Natacha restait silencieuse, le regardant à la dérobée. Ce regard inquiétait et troublait Boris de plus en plus. Il jetait plus souvent un coup d’œil vers elle et s’interrompait dans ses récits. Il ne resta pas plus de dix minutes et se leva pour prendre congé. Les mêmes yeux curieux, provocants et un peu moqueurs le regardaient toujours. Après sa première visite, Boris se dit que Natacha l’attirait tout autant que par le passé, mais qu’il ne devait pas céder à ce sentiment, car un mariage avec elle – une jeune fille presque sans fortune – briserait sa carrière, et que renouer les anciennes relations sans l’intention de l’épouser serait agir malhonnêtement. Il décida à part lui d’éviter de la rencontrer mais, malgré cette décision, il retourna chez les Rostov au bout de quelques jours, prit l’habitude de revenir souvent et y passa des journées entières. Il se disait qu’il devait absolument s’expliquer avec Natacha, lui dire qu’il fallait oublier le passé, que malgré tout… elle ne pouvait être sa femme […]. Mais il n’y parvenait pas et ne savait comment aborder ces explications. Il s’enlisait chaque jour davantage. Natacha, ainsi que le remarquaient sa mère et Sonia, paraissait être redevenue amoureuse de Boris. […] et chaque jour il partait comme étourdi sans avoir dit ce qu’il avait l’intention de lui dire, sans savoir lui-même ce qu’il faisait et pourquoi il venait, ni comment cela finirait. Il ne se montrait plus chez Hélène, recevait chaque jour d’elle des billets pleins de reproches et n’en passait pas moins des journées entières chez les Rostov. (p. 725-726, chap. XII)
Quelles bêtises ! dit Natacha du ton de quelqu’un à qui l’on veut enlever son bien. Bon, je ne l’épouserai pas, mais qu’il continue à venir puisque ça l’amuse et que ça m’amuse aussi. (Natacha regarda sa mère en souriant.) Je ne l’épouserai pas mais ce sera « comme ça » […] – Comme ça, comme ça, répéta la comtesse, et tout son corps fut secoué d’un bon rire inattendu de vieille femme. […] « Maman, est-ce qu’il est très amoureux ? Votre impression ? A-t-on été amoureux de vous autant ? et il est très gentil, très, très gentil ! Seulement pas tout à fait à mon goût, il est étroit, comme la pendule de la salle à manger… Vous me comprenez ?... Étroit, vous savez, gris, clair… (p. 729, chap. XIII)
Elle fut longue à s’endormir.
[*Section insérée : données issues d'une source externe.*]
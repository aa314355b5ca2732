//! End-to-end listing against a fake `/proc/bus/zorro`.
//!
//! Tests verify:
//! - Devices are filtered, sorted by slot and named through the ID database
//! - Missing database falls back to numeric IDs
//! - Short or missing config space is fatal

use lszorro::output::DisplayOptions;
use lszorro::{list, Options};
use std::fs;
use std::path::{Path, PathBuf};
use tempfile::TempDir;
use zorro_shared::DeviceFilter;

const IDS: &str = "\
0201  Commodore Braunschweig
\t5400  A4091 SCSI Host Adapter
07e1  Great Valley Products
\t0b30  G-Force 040 with SCSI Host Adapter
2140  Phase 5
";

const DEVICES: &str = "\
02\t07e10b30\t00e90000\t00010000\tc1
00\t21402200\t40000000\t01000000\t80
01\t02015400\t00ea0000\t00010000\tc1
";

struct FakeBus {
    dir: TempDir,
}

impl FakeBus {
    fn new(devices: &str, config_len: usize) -> Self {
        let dir = TempDir::new().unwrap();
        let bus = dir.path().join("bus");
        fs::create_dir(&bus).unwrap();
        fs::write(bus.join("devices"), devices).unwrap();
        for slot in 0u8..3 {
            let config: Vec<u8> = (0..config_len).map(|i| (i as u8) ^ slot).collect();
            fs::write(bus.join(format!("{:02x}", slot)), config).unwrap();
        }
        fs::write(dir.path().join("zorro.ids"), IDS).unwrap();
        Self { dir }
    }

    fn bus_dir(&self) -> PathBuf {
        self.dir.path().join("bus")
    }

    fn ids_path(&self) -> PathBuf {
        self.dir.path().join("zorro.ids")
    }

    fn options(&self) -> Options {
        Options {
            ids_path: self.ids_path(),
            bus_dir: self.bus_dir(),
            numeric: false,
            filter: DeviceFilter::new(),
            display: DisplayOptions::default(),
        }
    }
}

fn run_list(opts: &Options) -> anyhow::Result<String> {
    let mut out = Vec::new();
    list(opts, &mut out)?;
    Ok(String::from_utf8(out).unwrap())
}

#[test]
fn test_terse_listing_sorted_and_named() {
    let bus = FakeBus::new(DEVICES, 68);
    let output = run_list(&bus.options()).unwrap();
    assert_eq!(
        output,
        "00: Phase 5: Unknown device 22:00\n\
         01: Commodore Braunschweig A4091 SCSI Host Adapter\n\
         02: Great Valley Products G-Force 040 with SCSI Host Adapter\n"
    );
}

#[test]
fn test_numeric_listing() {
    let bus = FakeBus::new(DEVICES, 68);
    let opts = Options {
        numeric: true,
        ..bus.options()
    };
    assert_eq!(
        run_list(&opts).unwrap(),
        "00: 2140:22:00\n01: 0201:54:00\n02: 07e1:0b:30\n"
    );
}

#[test]
fn test_missing_database_lists_numeric() {
    let bus = FakeBus::new(DEVICES, 68);
    let opts = Options {
        ids_path: bus.dir.path().join("missing.ids"),
        ..bus.options()
    };
    assert!(run_list(&opts).unwrap().starts_with("00: 2140:22:00\n"));
}

#[test]
fn test_filtered_listing() {
    let bus = FakeBus::new(DEVICES, 68);
    let opts = Options {
        filter: DeviceFilter::from_args(None, Some("7e1::")).unwrap(),
        ..bus.options()
    };
    assert_eq!(
        run_list(&opts).unwrap(),
        "02: Great Valley Products G-Force 040 with SCSI Host Adapter\n"
    );

    let opts = Options {
        filter: DeviceFilter::from_args(Some("1"), None).unwrap(),
        ..bus.options()
    };
    assert_eq!(
        run_list(&opts).unwrap(),
        "01: Commodore Braunschweig A4091 SCSI Host Adapter\n"
    );
}

#[test]
fn test_hex_dump_of_config_space() {
    let bus = FakeBus::new(DEVICES, 68);
    let opts = Options {
        filter: DeviceFilter::from_args(Some("0"), None).unwrap(),
        display: DisplayOptions {
            hex: 1,
            ..Default::default()
        },
        ..bus.options()
    };
    let output = run_list(&opts).unwrap();
    let lines: Vec<&str> = output.lines().collect();
    assert_eq!(lines[0], "00: Phase 5: Unknown device 22:00");
    assert_eq!(
        lines[1],
        "00: 00 01 02 03 04 05 06 07 08 09 0a 0b 0c 0d 0e 0f"
    );
    assert_eq!(lines[5], "40: 40 41 42 43");
    assert_eq!(lines[6], "");
    assert_eq!(lines.len(), 7);
}

#[test]
fn test_short_config_space_is_fatal() {
    let bus = FakeBus::new(DEVICES, 16);
    let err = run_list(&bus.options()).unwrap_err();
    assert_eq!(
        err.to_string(),
        "Only 16 bytes of config space available to you"
    );
}

#[test]
fn test_missing_config_file_is_fatal() {
    let bus = FakeBus::new("00 21402200\n07 07e10b30\n", 68);
    let err = run_list(&bus.options()).unwrap_err();
    assert!(err.to_string().starts_with("Unable to open "));
    assert!(err.to_string().contains(&format!("{}", Path::new("bus").join("07").display())));
}

#[test]
fn test_missing_device_list_is_fatal() {
    let bus = FakeBus::new(DEVICES, 68);
    fs::remove_file(bus.bus_dir().join("devices")).unwrap();
    let err = run_list(&bus.options()).unwrap_err();
    assert!(err.to_string().contains("devices: "));
}

#[test]
fn test_corrupt_database_is_fatal() {
    let bus = FakeBus::new(DEVICES, 68);
    fs::write(bus.ids_path(), "0201  Commodore\n0201  Commodore\n").unwrap();
    let err = run_list(&bus.options()).unwrap_err();
    assert!(err.to_string().ends_with(", line 2: duplicate entry"));
}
Elle songeait que personne ne pouvait comprendre tout ce qu’elle comprenait et tout ce qu’il y avait en elle. […] « C’est étonnant comme je suis intelligente et comme… elle est charmante, continua-t-elle parlant d’elle-même à la troisième personne et s’imaginant que c’était un homme très intelligent qui le disait, l’homme le plus intelligent et le meilleur… Elle a tout pour elle, tout, poursuivit cet homme, elle est extraordinairement intelligente, gentille, et puis belle, extraordinairement belle, adroite, elle nage, elle monte parfaitement à cheval, et une voix ! Oui, on peut le dire, une voix étonnante ! » Elle fredonna sa phrase musicale préférée tirée d’un opéra de Cherubini, se jeta sur son lit, rit à la joyeuse pensée qu’elle allait s’endormir […] elle s’était déjà transportée dans un autre monde, encore plus heureux, le monde des rêves où tout était facile et aussi beau que dans la réalité, mais encore mieux parce que différent. (p. 729-730, chap. XIII)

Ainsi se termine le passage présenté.